Sci-fi drama The End wasn't worth the hype, El Nouba proved a hidden gem - and government messaging was everywhere
The crime caper series 100 Faces proved to be the commercial and critical success of the Ramadan TV season (screengrab)

Even coronavirus was unable to halt the unstoppable media machine that is Ramadan TV. Early fears of a truncated season were dashed as shows - taking advantage of relaxed government attitudes towards TV production - scrambled to finish shooting in time for the Muslim holy month, when millions are glued to the small screen.

But the results were patchy, to put it mildly. Like every other year, they still grab the headlines: Egyptian actor Hisham Selim publicly announced that his daughter had transitioned to become a man; Saudi Arabia was accused of producing serials that normalise relations with Israel; and a photo of a real-life victim of the Syrian government appeared in a detective drama as a fictional Egyptian character, murdered by her lover.

Oum Haroun AFP
The drama Umm Haroun was accused by some in MENA of trying to normalise relations with Israel (AFP)

The season demonstrated that the freedoms won in the Arab world - and especially Egypt, home to MENA’s biggest entertainment industry - in the immediate aftermath of the 2011 uprisings are now nothing but a distant memory.

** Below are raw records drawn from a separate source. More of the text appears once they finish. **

//! Puppet manifest validators: parser syntax and style lint.

use crate::context::ContextKind;
use crate::error::UnparseableOutput;
use crate::models::{Event, Severity};
use crate::report::Report;
use crate::runner::ExecutionResult;
use crate::validate::{Check, ExternalCheck, InvokeOptions};
use regex::Regex;
use serde::Deserialize;
use serde_json::Value as JsonVal;
use std::collections::HashSet;
use std::sync::OnceLock;

pub const PUPPET_SYNTAX: &str = "puppet-syntax";
pub const PUPPET_LINT: &str = "puppet-lint";

const MANIFESTS: &str = "**/*.pp";

fn manifests_in_context(kind: ContextKind) -> bool {
    matches!(kind, ContextKind::Module | ContextKind::ControlRepo)
}

/// Map a path as printed by a tool back onto the target it came from.
///
/// An exact match wins; otherwise the longest target the path ends with.
fn match_target<'a>(reported: &str, targets: &'a [String]) -> Option<&'a str> {
    let reported = reported.trim().replace('\\', "/");
    if let Some(exact) = targets.iter().find(|t| reported == **t) {
        return Some(exact.as_str());
    }
    targets
        .iter()
        .filter(|t| reported.ends_with(&format!("/{}", t)))
        .max_by_key(|t| t.len())
        .map(String::as_str)
}

/// Event for one tool finding: warnings are reported without failing.
fn finding(source: &str, file: &str, message: String, severity: Severity) -> Event {
    match severity {
        Severity::Error => Event::failure(source, file, message),
        other => Event::warning(source, file, message).with_severity(other),
    }
}

/// `puppet parser validate` over every manifest in one batch.
pub struct PuppetSyntax;

fn syntax_line() -> Option<&'static Regex> {
    static RE: OnceLock<Option<Regex>> = OnceLock::new();
    RE.get_or_init(|| {
        Regex::new(
            r"^(?P<severity>Error|Warning): (?P<message>.+?)(?: \(file: (?P<file>[^,]+), line: (?P<line>\d+), column: (?P<column>\d+)\))?\s*$",
        )
        .ok()
    })
    .as_ref()
}

impl Check for PuppetSyntax {
    fn name(&self) -> &str {
        PUPPET_SYNTAX
    }

    fn pattern(&self) -> Option<Vec<String>> {
        Some(vec![MANIFESTS.into()])
    }

    fn valid_in_context(&self, kind: ContextKind) -> bool {
        manifests_in_context(kind)
    }

    fn spinner_text(&self, targets: &[String]) -> String {
        format!("Checking Puppet manifest syntax ({} files)", targets.len())
    }
}

impl ExternalCheck for PuppetSyntax {
    fn command(&self) -> &str {
        "puppet"
    }

    fn uses_scratch_dir(&self) -> bool {
        true
    }

    fn environment(&self) -> Vec<(String, String)> {
        vec![("LANG".into(), "C".into()), ("LC_ALL".into(), "C".into())]
    }

    fn parse_options(&self, targets: &[String], opts: &InvokeOptions<'_>) -> Vec<String> {
        let mut args = vec!["parser".to_string(), "validate".to_string(), "--color=false".to_string()];
        if let Some(dir) = opts.scratch_dir {
            args.push("--vardir".to_string());
            args.push(dir.display().to_string());
        }
        args.extend(targets.iter().cloned());
        args
    }

    fn parse_output(
        &self,
        report: &Report,
        result: &ExecutionResult,
        targets: &[String],
    ) -> Result<(), UnparseableOutput> {
        let re = syntax_line().ok_or_else(|| UnparseableOutput::new(PUPPET_SYNTAX, "line pattern unavailable"))?;
        let matched: Vec<_> = result
            .stderr
            .lines()
            .chain(result.stdout.lines())
            .filter_map(|line| re.captures(line.trim_end()))
            .collect();
        // Unlocated lines after located diagnostics are usage trailers.
        let any_located = matched.iter().any(|c| c.name("file").is_some());
        let mut flagged: HashSet<String> = HashSet::new();
        for caps in matched.iter().filter(|c| !any_located || c.name("file").is_some()) {
            let severity = Severity::from_tool(&caps["severity"]);
            let file = caps
                .name("file")
                .map(|m| match_target(m.as_str(), targets).map_or_else(|| m.as_str().to_string(), String::from))
                .unwrap_or_else(|| ".".to_string());
            let line_no = caps.name("line").and_then(|m| m.as_str().parse().ok());
            let column = caps.name("column").and_then(|m| m.as_str().parse().ok());
            report.add_event(
                finding(PUPPET_SYNTAX, &file, caps["message"].to_string(), severity).with_location(line_no, column),
            );
            flagged.insert(file);
        }
        if result.exit_code != 0 && matched.is_empty() {
            return Err(UnparseableOutput::new(
                PUPPET_SYNTAX,
                format!("exit code {} with no recognisable diagnostics", result.exit_code),
            ));
        }
        for target in targets.iter().filter(|t| !flagged.contains(*t)) {
            report.add_event(Event::passed(PUPPET_SYNTAX, target));
        }
        Ok(())
    }
}

/// Style checks through `puppet-lint`, with `--fix` under auto-correct.
pub struct PuppetLint;

#[derive(Debug, Deserialize)]
struct LintProblem {
    message: String,
    #[serde(default)]
    line: Option<u64>,
    #[serde(default)]
    column: Option<u64>,
    kind: String,
    #[serde(default)]
    check: Option<String>,
    path: String,
}

/// puppet-lint prints either a flat array or one array per file.
fn flatten_problems(value: JsonVal, out: &mut Vec<JsonVal>) {
    match value {
        JsonVal::Array(items) => {
            for item in items {
                flatten_problems(item, out);
            }
        }
        other => out.push(other),
    }
}

impl Check for PuppetLint {
    fn name(&self) -> &str {
        PUPPET_LINT
    }

    fn pattern(&self) -> Option<Vec<String>> {
        Some(vec![MANIFESTS.into()])
    }

    fn valid_in_context(&self, kind: ContextKind) -> bool {
        manifests_in_context(kind)
    }

    fn spinner_text(&self, targets: &[String]) -> String {
        format!("Checking Puppet manifest style ({} files)", targets.len())
    }
}

impl ExternalCheck for PuppetLint {
    fn command(&self) -> &str {
        PUPPET_LINT
    }

    fn parse_options(&self, targets: &[String], opts: &InvokeOptions<'_>) -> Vec<String> {
        let mut args = vec!["--json".to_string(), "--relative".to_string()];
        if opts.auto_correct {
            args.push("--fix".to_string());
        }
        args.extend(targets.iter().cloned());
        args
    }

    fn parse_output(
        &self,
        report: &Report,
        result: &ExecutionResult,
        targets: &[String],
    ) -> Result<(), UnparseableOutput> {
        let stdout = result.stdout.trim();
        if stdout.is_empty() && result.exit_code != 0 {
            return Err(UnparseableOutput::new(PUPPET_LINT, "no output from a failed run"));
        }
        let mut raw = Vec::new();
        if !stdout.is_empty() {
            let value: JsonVal =
                serde_json::from_str(stdout).map_err(|e| UnparseableOutput::new(PUPPET_LINT, e.to_string()))?;
            flatten_problems(value, &mut raw);
        }

        // Decode the whole chunk before reporting any of it.
        let problems = raw
            .into_iter()
            .map(serde_json::from_value::<LintProblem>)
            .collect::<Result<Vec<_>, _>>()
            .map_err(|e| UnparseableOutput::new(PUPPET_LINT, e.to_string()))?;

        let mut flagged: HashSet<String> = HashSet::new();
        for problem in problems {
            let file = match_target(&problem.path, targets).map_or_else(|| problem.path.clone(), String::from);
            let ev = if problem.kind == "fixed" {
                Event::passed(PUPPET_LINT, &file).with_message(format!("Corrected: {}", problem.message))
            } else {
                flagged.insert(file.clone());
                finding(PUPPET_LINT, &file, problem.message, Severity::from_tool(&problem.kind))
            };
            let mut ev = ev.with_location(problem.line, problem.column);
            if let Some(check) = problem.check {
                ev = ev.with_test(check);
            }
            report.add_event(ev);
        }
        for target in targets.iter().filter(|t| !flagged.contains(*t)) {
            report.add_event(Event::passed(PUPPET_LINT, target));
        }
        Ok(())
    }
}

Governments have extended their control over the content of popular shows, as coverage of the region’s everyday realities has become taboo, alongside the long-established trinity of sex, religion and political dissent.

The state of Arab TV is akin to that in the US industry under the Hays Code, which dictated the moral content of Hollywood films until the 1960s: good must ultimately prevail, moral ambiguity has no place and any on-screen moral deviation must be punished before the end credits roll.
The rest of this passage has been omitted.